Enquanto o personagem de Moura quer escrever uma reportagem, a de Moss ainda tenta virar jornalista, depois de um trauma que a fez abandonar os planos de carreira. Funcionária do acervo do jornal Chicago Sun-Times, Kirby Mazrachi é praticamente invisível e não interage com ninguém, por culpa de uma tentativa de assassinato que a tornou uma pessoa desconfiada e introspectiva.
Anos depois, quando uma mulher parece ter sido vítima do mesmo homicida, ela tenta rastreá-lo e entra em rota de colisão com a investigação do jornalista Dan Velázquez. Eles, então, decidem unir forças para provar a uma polícia negligente e mostrar ao mundo que há um assassino em série nas ruas da cidade.
"Eu me lembro de ler o roteiro há mais de dois anos e ele me pareceu realmente único", conta Moss, que também produz e dirige alguns episódios, por vídeo. "Então eu entrei no projeto e eu me lembro do dia em que marcamos um teste por Zoom com o Wag. Logo na sequência, todos nós entramos em pânico porque sabíamos que precisávamos fazer de tudo para garantir que ele estaria nessa série."
Wag, como Moss chama carinhosamente o brasileiro de quem acabou se tornando uma grande amiga, no entanto, nunca planejou não estar em "Iluminadas".
"Esse trabalho foi muito especial para mim. É uma mistura de gêneros, trata de um assunto importante como o feminicídio, é dirigido e produzido por mulheres e o papel é de um jornalista, profissão na qual eu me formei e que vem sendo tão atacada ultimamente", conta Moura. "Mas a melhor parte foi poder trabalhar com a Lizzie, que eu considero uma das maiores atrizes americanas hoje. Foi como encontrar uma alma gêmea no ramo."
Dan Velázquez, com um nome tão hispânico como esse, surpreende o público já no meio de "Iluminadas", quando entra em casa e sai ditando regras sobre o uso do videogame para seu filho, em português. Apesar de ser da Costa Rica no livro, o personagem virou brasileiro depois de um pedido de Moura, que imaginava que o jornalista soaria mais autêntico dessa forma "e é legal ouvir nosso jeito de falar numa produção americana, eu me importo muito com o público brasileiro que vai ver a série".

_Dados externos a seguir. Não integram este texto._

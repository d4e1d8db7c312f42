//! Internal Diesel row structs and their domain conversions.
//!
//! These types are implementation details of the persistence layer and must
//! never be exposed to the domain. Vocabulary columns arrive as text and are
//! parsed on the way out; a value outside the vocabulary surfaces as a
//! [`StoreError::Query`].

use chrono::{DateTime, NaiveDate, Utc};
use diesel::prelude::*;
use uuid::Uuid;

use crate::domain::ports::StoreError;
use crate::domain::{
    Area, AttendanceRecord, Membership, MenuPost, Mess, Poll, PollVote, Profile, RoleAssignment,
};

use super::diesel_error_mapping::{from_index, parse_column, to_index};
use super::schema::{
    areas, attendance, memberships, menu_posts, messes, poll_votes, polls, profiles, user_roles,
};

#[derive(Debug, Clone, Queryable, Selectable)]
#[diesel(table_name = areas)]
#[diesel(check_for_backend(diesel::pg::Pg))]
pub(crate) struct AreaRow {
    pub id: Uuid,
    pub name: String,
    pub is_active: bool,
}

impl From<AreaRow> for Area {
    fn from(row: AreaRow) -> Self {
        Self {
            id: row.id.into(),
            name: row.name,
            is_active: row.is_active,
        }
    }
}

/// Mess profile columns; also the insert row and the changeset for profile
/// updates, which leave the owner and listing flag alone.
#[derive(Debug, Clone, Queryable, Selectable, Insertable, AsChangeset)]
#[diesel(table_name = messes)]
#[diesel(check_for_backend(diesel::pg::Pg))]
#[diesel(treat_none_as_null = true)]
pub(crate) struct MessRow {
    pub id: Uuid,
    pub name: String,
    pub tagline: Option<String>,
    pub speciality: Option<String>,
    pub address: Option<String>,
    pub latitude: Option<f64>,
    pub longitude: Option<f64>,
    pub contact_number: Option<String>,
    #[diesel(skip_update)]
    pub owner_id: Option<Uuid>,
    pub area_id: Option<Uuid>,
    #[diesel(skip_update)]
    pub is_active: bool,
}

impl From<MessRow> for Mess {
    fn from(row: MessRow) -> Self {
        Self {
            id: row.id.into(),
            name: row.name,
            tagline: row.tagline,
            speciality: row.speciality,
            address: row.address,
            latitude: row.latitude,
            longitude: row.longitude,
            contact_number: row.contact_number,
            owner_id: row.owner_id.map(Into::into),
            area_id: row.area_id.map(Into::into),
            is_active: row.is_active,
        }
    }
}

impl From<&Mess> for MessRow {
    fn from(mess: &Mess) -> Self {
        Self {
            id: *mess.id.as_uuid(),
            name: mess.name.clone(),
            tagline: mess.tagline.clone(),
            speciality: mess.speciality.clone(),
            address: mess.address.clone(),
            latitude: mess.latitude,
            longitude: mess.longitude,
            contact_number: mess.contact_number.clone(),
            owner_id: mess.owner_id.map(|id| *id.as_uuid()),
            area_id: mess.area_id.map(|id| *id.as_uuid()),
            is_active: mess.is_active,
        }
    }
}

#[derive(Debug, Clone, Queryable, Selectable)]
#[diesel(table_name = profiles)]
#[diesel(check_for_backend(diesel::pg::Pg))]
pub(crate) struct ProfileRow {
    pub id: Uuid,
    pub name: String,
    pub email: String,
    pub phone: Option<String>,
    pub temp_password: Option<String>,
}

impl From<ProfileRow> for Profile {
    fn from(row: ProfileRow) -> Self {
        Self {
            id: row.id.into(),
            name: row.name,
            email: row.email,
            phone: row.phone,
            has_temporary_password: row.temp_password.is_some(),
        }
    }
}

#[derive(Debug, Clone, Queryable, Selectable)]
#[diesel(table_name = user_roles)]
#[diesel(check_for_backend(diesel::pg::Pg))]
pub(crate) struct UserRoleRow {
    pub user_id: Uuid,
    pub role: String,
    pub mess_id: Option<Uuid>,
}

impl TryFrom<UserRoleRow> for RoleAssignment {
    type Error = StoreError;

    fn try_from(row: UserRoleRow) -> Result<Self, Self::Error> {
        Ok(Self {
            user_id: row.user_id.into(),
            role: parse_column(&row.role)?,
            mess_id: row.mess_id.map(Into::into),
        })
    }
}

#[derive(Debug, Clone, Queryable, Selectable, Insertable)]
#[diesel(table_name = memberships)]
#[diesel(check_for_backend(diesel::pg::Pg))]
pub(crate) struct MembershipRow {
    pub id: Uuid,
    pub user_id: Uuid,
    pub mess_id: Uuid,
    pub plan_type: String,
    pub meals_per_day: String,
    pub start_date: NaiveDate,
    pub end_date: NaiveDate,
    pub status: String,
}

impl TryFrom<MembershipRow> for Membership {
    type Error = StoreError;

    fn try_from(row: MembershipRow) -> Result<Self, Self::Error> {
        Ok(Self {
            id: row.id.into(),
            user_id: row.user_id.into(),
            mess_id: row.mess_id.into(),
            plan_type: parse_column(&row.plan_type)?,
            meals_per_day: parse_column(&row.meals_per_day)?,
            start_date: row.start_date,
            end_date: row.end_date,
            stored_status: parse_column(&row.status)?,
        })
    }
}

impl From<&Membership> for MembershipRow {
    fn from(membership: &Membership) -> Self {
        Self {
            id: *membership.id.as_uuid(),
            user_id: *membership.user_id.as_uuid(),
            mess_id: *membership.mess_id.as_uuid(),
            plan_type: membership.plan_type.as_str().to_owned(),
            meals_per_day: membership.meals_per_day.as_str().to_owned(),
            start_date: membership.start_date,
            end_date: membership.end_date,
            status: membership.stored_status.as_str().to_owned(),
        }
    }
}

#[derive(Debug, Clone, Queryable, Selectable, Insertable)]
#[diesel(table_name = attendance)]
#[diesel(check_for_backend(diesel::pg::Pg))]
pub(crate) struct AttendanceRow {
    pub id: Uuid,
    pub membership_id: Uuid,
    pub date: NaiveDate,
    pub meal_type: String,
    pub is_present: bool,
    pub marked_by: String,
}

impl TryFrom<AttendanceRow> for AttendanceRecord {
    type Error = StoreError;

    fn try_from(row: AttendanceRow) -> Result<Self, Self::Error> {
        Ok(Self {
            id: row.id.into(),
            membership_id: row.membership_id.into(),
            date: row.date,
            meal_type: parse_column(&row.meal_type)?,
            is_present: row.is_present,
            marked_by: parse_column(&row.marked_by)?,
        })
    }
}

impl From<&AttendanceRecord> for AttendanceRow {
    fn from(record: &AttendanceRecord) -> Self {
        Self {
            id: *record.id.as_uuid(),
            membership_id: *record.membership_id.as_uuid(),
            date: record.date,
            meal_type: record.meal_type.as_str().to_owned(),
            is_present: record.is_present,
            marked_by: record.marked_by.as_str().to_owned(),
        }
    }
}

/// Changeset applied when an attendance insert hits the slot constraint.
#[derive(Debug, Clone, AsChangeset)]
#[diesel(table_name = attendance)]
pub(crate) struct AttendanceUpdate<'a> {
    pub is_present: bool,
    pub marked_by: &'a str,
}

#[derive(Debug, Clone, Queryable, Selectable, Insertable)]
#[diesel(table_name = menu_posts)]
#[diesel(check_for_backend(diesel::pg::Pg))]
pub(crate) struct MenuPostRow {
    pub id: Uuid,
    pub mess_id: Uuid,
    pub meal_type: String,
    pub title: String,
    pub items: Vec<String>,
    pub is_veg: bool,
    pub price: Option<f64>,
    pub visible_from: DateTime<Utc>,
    pub expiry_time: DateTime<Utc>,
    pub created_at: DateTime<Utc>,
}

impl TryFrom<MenuPostRow> for MenuPost {
    type Error = StoreError;

    fn try_from(row: MenuPostRow) -> Result<Self, Self::Error> {
        Ok(Self {
            id: row.id.into(),
            mess_id: row.mess_id.into(),
            meal_type: parse_column(&row.meal_type)?,
            title: row.title,
            items: row.items,
            is_veg: row.is_veg,
            price: row.price,
            visible_from: row.visible_from,
            expiry_time: row.expiry_time,
            created_at: row.created_at,
        })
    }
}

impl From<&MenuPost> for MenuPostRow {
    fn from(post: &MenuPost) -> Self {
        Self {
            id: *post.id.as_uuid(),
            mess_id: *post.mess_id.as_uuid(),
            meal_type: post.meal_type.as_str().to_owned(),
            title: post.title.clone(),
            items: post.items.clone(),
            is_veg: post.is_veg,
            price: post.price,
            visible_from: post.visible_from,
            expiry_time: post.expiry_time,
            created_at: post.created_at,
        }
    }
}

#[derive(Debug, Clone, Queryable, Selectable, Insertable)]
#[diesel(table_name = polls)]
#[diesel(check_for_backend(diesel::pg::Pg))]
pub(crate) struct PollRow {
    pub id: Uuid,
    pub mess_id: Uuid,
    pub target_meal: String,
    pub title: String,
    pub options: Vec<String>,
    pub deadline: DateTime<Utc>,
    pub status: String,
    pub winning_option: Option<i32>,
    pub created_at: DateTime<Utc>,
}

impl TryFrom<PollRow> for Poll {
    type Error = StoreError;

    fn try_from(row: PollRow) -> Result<Self, Self::Error> {
        Ok(Self {
            id: row.id.into(),
            mess_id: row.mess_id.into(),
            target_meal: parse_column(&row.target_meal)?,
            title: row.title,
            options: row.options,
            deadline: row.deadline,
            status: parse_column(&row.status)?,
            winning_option: row
                .winning_option
                .map(|index| to_index(index, "winning_option"))
                .transpose()?,
            created_at: row.created_at,
        })
    }
}

impl TryFrom<&Poll> for PollRow {
    type Error = StoreError;

    fn try_from(poll: &Poll) -> Result<Self, Self::Error> {
        Ok(Self {
            id: *poll.id.as_uuid(),
            mess_id: *poll.mess_id.as_uuid(),
            target_meal: poll.target_meal.as_str().to_owned(),
            title: poll.title.clone(),
            options: poll.options.clone(),
            deadline: poll.deadline,
            status: poll.status.as_str().to_owned(),
            winning_option: poll
                .winning_option
                .map(|index| from_index(index, "winning_option"))
                .transpose()?,
            created_at: poll.created_at,
        })
    }
}

#[derive(Debug, Clone, Queryable, Selectable, Insertable)]
#[diesel(table_name = poll_votes)]
#[diesel(check_for_backend(diesel::pg::Pg))]
pub(crate) struct PollVoteRow {
    pub id: Uuid,
    pub poll_id: Uuid,
    pub user_id: Uuid,
    pub option_index: i32,
    pub created_at: DateTime<Utc>,
}

impl TryFrom<PollVoteRow> for PollVote {
    type Error = StoreError;

    fn try_from(row: PollVoteRow) -> Result<Self, Self::Error> {
        Ok(Self {
            id: row.id.into(),
            poll_id: row.poll_id.into(),
            user_id: row.user_id.into(),
            option_index: to_index(row.option_index, "option_index")?,
            created_at: row.created_at,
        })
    }
}

impl TryFrom<&PollVote> for PollVoteRow {
    type Error = StoreError;

    fn try_from(vote: &PollVote) -> Result<Self, Self::Error> {
        Ok(Self {
            id: *vote.id.as_uuid(),
            poll_id: *vote.poll_id.as_uuid(),
            user_id: *vote.user_id.as_uuid(),
            option_index: from_index(vote.option_index, "option_index")?,
            created_at: vote.created_at,
        })
    }
}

Poucos meses após lançar sua estreia na direção, no nacional "Marighella", e às vésperas de aparecer em outra produção estrangeira de peso, o longa "The Gray Man", Moura testa suas habilidades idiomáticas em "Iluminadas", em que transita constantemente entre o português, o inglês e o espanhol.
Já Moss parece estar num terreno muito mais familiar, com Kirby se juntando a um leque de outras personagens introspectivas, que atravessam traumas e são oprimidas por uma sociedade patriarcal, como é o caso de June, em "O Conto da Aia", e Cecilia, em "O Homem Invisível".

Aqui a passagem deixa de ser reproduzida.